• Task item
Each line in the entries below that holds the string "Clone" must be copied.

• Given records
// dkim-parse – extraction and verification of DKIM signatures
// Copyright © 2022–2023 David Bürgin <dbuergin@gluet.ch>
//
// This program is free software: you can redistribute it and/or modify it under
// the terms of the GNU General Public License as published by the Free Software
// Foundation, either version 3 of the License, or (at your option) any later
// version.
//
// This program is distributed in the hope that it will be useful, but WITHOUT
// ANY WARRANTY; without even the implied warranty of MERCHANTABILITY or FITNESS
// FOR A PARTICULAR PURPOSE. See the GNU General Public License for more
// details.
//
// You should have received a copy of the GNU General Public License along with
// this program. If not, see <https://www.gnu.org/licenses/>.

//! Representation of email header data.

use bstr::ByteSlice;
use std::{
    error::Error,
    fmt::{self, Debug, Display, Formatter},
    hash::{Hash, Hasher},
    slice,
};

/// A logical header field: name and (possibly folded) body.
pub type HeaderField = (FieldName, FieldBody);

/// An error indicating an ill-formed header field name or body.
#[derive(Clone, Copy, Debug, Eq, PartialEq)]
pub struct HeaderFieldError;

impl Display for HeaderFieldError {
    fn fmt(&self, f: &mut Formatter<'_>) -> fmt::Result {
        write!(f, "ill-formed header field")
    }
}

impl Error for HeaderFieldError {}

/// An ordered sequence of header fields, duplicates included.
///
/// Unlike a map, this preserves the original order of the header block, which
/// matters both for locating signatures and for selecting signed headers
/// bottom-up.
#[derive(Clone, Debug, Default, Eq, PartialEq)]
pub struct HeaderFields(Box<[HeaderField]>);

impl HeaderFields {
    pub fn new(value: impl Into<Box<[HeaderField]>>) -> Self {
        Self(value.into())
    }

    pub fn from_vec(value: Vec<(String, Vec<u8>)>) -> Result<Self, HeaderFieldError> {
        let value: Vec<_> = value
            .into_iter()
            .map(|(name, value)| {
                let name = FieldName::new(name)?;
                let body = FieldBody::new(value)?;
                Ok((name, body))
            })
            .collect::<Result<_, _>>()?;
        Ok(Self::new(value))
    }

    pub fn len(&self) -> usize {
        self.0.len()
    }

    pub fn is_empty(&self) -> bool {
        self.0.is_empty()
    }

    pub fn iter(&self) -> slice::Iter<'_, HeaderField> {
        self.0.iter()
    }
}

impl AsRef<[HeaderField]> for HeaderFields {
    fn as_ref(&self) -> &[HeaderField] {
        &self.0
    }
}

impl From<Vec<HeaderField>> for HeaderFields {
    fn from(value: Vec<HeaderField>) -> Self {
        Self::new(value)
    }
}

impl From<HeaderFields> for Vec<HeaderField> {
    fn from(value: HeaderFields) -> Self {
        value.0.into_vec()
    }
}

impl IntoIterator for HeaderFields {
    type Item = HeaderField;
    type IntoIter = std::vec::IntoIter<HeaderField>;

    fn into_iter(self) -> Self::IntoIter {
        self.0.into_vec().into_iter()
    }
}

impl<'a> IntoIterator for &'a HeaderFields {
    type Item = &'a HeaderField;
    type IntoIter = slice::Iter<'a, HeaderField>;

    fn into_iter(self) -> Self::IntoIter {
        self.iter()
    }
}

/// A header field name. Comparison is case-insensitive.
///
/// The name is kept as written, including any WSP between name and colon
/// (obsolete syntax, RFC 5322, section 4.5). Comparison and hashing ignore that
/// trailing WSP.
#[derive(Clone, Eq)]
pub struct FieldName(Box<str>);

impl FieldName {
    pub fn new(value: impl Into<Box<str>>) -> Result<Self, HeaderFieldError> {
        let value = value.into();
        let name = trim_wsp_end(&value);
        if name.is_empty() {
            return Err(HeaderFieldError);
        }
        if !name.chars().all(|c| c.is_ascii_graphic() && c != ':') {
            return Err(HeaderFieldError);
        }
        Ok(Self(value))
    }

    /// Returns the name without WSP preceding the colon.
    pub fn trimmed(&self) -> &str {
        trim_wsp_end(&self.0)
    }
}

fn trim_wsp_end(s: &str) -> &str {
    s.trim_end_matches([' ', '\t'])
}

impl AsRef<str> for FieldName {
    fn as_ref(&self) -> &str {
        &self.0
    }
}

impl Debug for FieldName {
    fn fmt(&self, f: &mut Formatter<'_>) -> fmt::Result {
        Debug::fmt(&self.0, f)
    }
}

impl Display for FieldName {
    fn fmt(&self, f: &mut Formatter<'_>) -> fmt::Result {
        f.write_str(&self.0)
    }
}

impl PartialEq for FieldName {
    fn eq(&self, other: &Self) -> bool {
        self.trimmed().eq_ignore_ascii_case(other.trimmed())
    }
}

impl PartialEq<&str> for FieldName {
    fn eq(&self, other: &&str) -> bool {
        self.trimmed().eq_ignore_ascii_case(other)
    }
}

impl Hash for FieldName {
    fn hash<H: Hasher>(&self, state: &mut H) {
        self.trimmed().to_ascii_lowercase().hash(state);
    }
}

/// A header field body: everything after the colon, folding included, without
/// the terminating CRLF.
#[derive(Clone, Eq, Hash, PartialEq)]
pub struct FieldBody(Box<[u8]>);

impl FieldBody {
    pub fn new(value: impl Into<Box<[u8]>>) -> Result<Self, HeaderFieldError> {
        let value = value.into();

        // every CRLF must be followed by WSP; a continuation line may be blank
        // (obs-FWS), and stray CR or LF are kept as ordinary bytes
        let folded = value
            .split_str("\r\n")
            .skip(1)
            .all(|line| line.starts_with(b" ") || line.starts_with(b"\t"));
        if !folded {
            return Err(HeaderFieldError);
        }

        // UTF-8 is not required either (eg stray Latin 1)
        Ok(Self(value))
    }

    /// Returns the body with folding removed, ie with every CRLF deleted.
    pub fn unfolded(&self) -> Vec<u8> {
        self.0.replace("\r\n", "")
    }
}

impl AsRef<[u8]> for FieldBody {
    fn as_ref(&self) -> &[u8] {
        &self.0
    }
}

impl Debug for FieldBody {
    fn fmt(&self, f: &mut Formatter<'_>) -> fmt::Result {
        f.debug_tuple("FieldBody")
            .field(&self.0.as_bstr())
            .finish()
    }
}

• Response area
#[derive(Clone, Copy, Debug, Eq, PartialEq)]
#[derive(Clone, Debug, Default, Eq, PartialEq)]
#[derive(Clone, Eq)]
#[derive(Clone, Eq, Hash, PartialEq)]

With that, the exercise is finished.